━━━━━ Task data

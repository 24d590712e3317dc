//! Constant values as JSON trees.

use serde_json::{Map, Number, Value, json};
use thriftgen_ast::{BaseType, EnumValue, Field, NamedType, Type};
use thriftgen_codegen::value::ConstSyntax;

/// Renders constants as JSON data rather than source text.
///
/// Enums become their integer value and binary strings stay strings.
/// Maps become arrays of `{"key", "value"}` objects, which keep the
/// document order and allow non-string keys.
#[derive(Debug, Clone, Copy, Default)]
pub struct JsonSyntax;

impl ConstSyntax for JsonSyntax {
    type Output = Value;

    fn bool(&self, value: bool) -> Value {
        Value::Bool(value)
    }

    fn integer(&self, _base: BaseType, value: i64) -> Value {
        Value::from(value)
    }

    fn double(&self, value: f64) -> Value {
        Number::from_f64(value).map_or(Value::Null, Value::Number)
    }

    fn string(&self, value: &str, _binary: bool) -> Value {
        Value::String(value.to_string())
    }

    fn enum_value(&self, _named: &NamedType, _member: Option<&EnumValue>, value: i64) -> Value {
        Value::from(value)
    }

    fn struct_literal(&self, _named: &NamedType, fields: Vec<(&Field, Value)>) -> Value {
        let object: Map<String, Value> = fields
            .into_iter()
            .map(|(field, value)| (field.name.clone(), value))
            .collect();
        Value::Object(object)
    }

    fn list(&self, _elem: &Type, items: Vec<Value>) -> Value {
        Value::Array(items)
    }

    fn set(&self, _elem: &Type, items: Vec<Value>) -> Value {
        Value::Array(items)
    }

    fn map(&self, _key: &Type, _value: &Type, entries: Vec<(Value, Value)>) -> Value {
        entries
            .into_iter()
            .map(|(key, value)| json!({"key": key, "value": value}))
            .collect()
    }
}

#[cfg(test)]
mod tests {
    use thriftgen_ast::ConstValue;
    use thriftgen_codegen::{testing::tutorial_program, value::render_const_value};

    use super::*;

    fn render(ty: &Type, value: &ConstValue) -> Value {
        render_const_value(&JsonSyntax, &tutorial_program(), ty, value).unwrap()
    }

    #[test]
    fn test_map_entries_keep_order() {
        let program = tutorial_program();
        let constant = &program.consts[1];
        insta::assert_snapshot!(
            render(&constant.ty, &constant.value).to_string(),
            @r#"[{"key":"hello","value":"world"},{"key":"goodnight","value":"moon"}]"#
        );
    }

    #[test]
    fn test_enum_renders_its_value() {
        let value = ConstValue::Identifier("Operation.DIVIDE".into());
        assert_eq!(render(&Type::enum_("Operation"), &value), json!(4));
    }

    #[test]
    fn test_struct_literal_is_an_object() {
        let value = ConstValue::Map(vec![
            (ConstValue::String("num2".into()), ConstValue::Integer(3)),
            (ConstValue::String("op".into()), ConstValue::Integer(1)),
        ]);
        assert_eq!(
            render(&Type::struct_("Work"), &value),
            json!({"num2": 3, "op": 1})
        );
    }

    #[test]
    fn test_scalars() {
        assert_eq!(render(&Type::Bool, &ConstValue::Integer(1)), json!(true));
        assert_eq!(render(&Type::Double, &ConstValue::Double(0.5)), json!(0.5));
        assert_eq!(JsonSyntax.double(f64::NAN), Value::Null);
    }
}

━━━━━━━━━━

About this task:
What lines in the data include the string "Null"? Copy each one.

Reply:
        Number::from_f64(value).map_or(Value::Null, Value::Number)
        assert_eq!(JsonSyntax.double(f64::NAN), Value::Null);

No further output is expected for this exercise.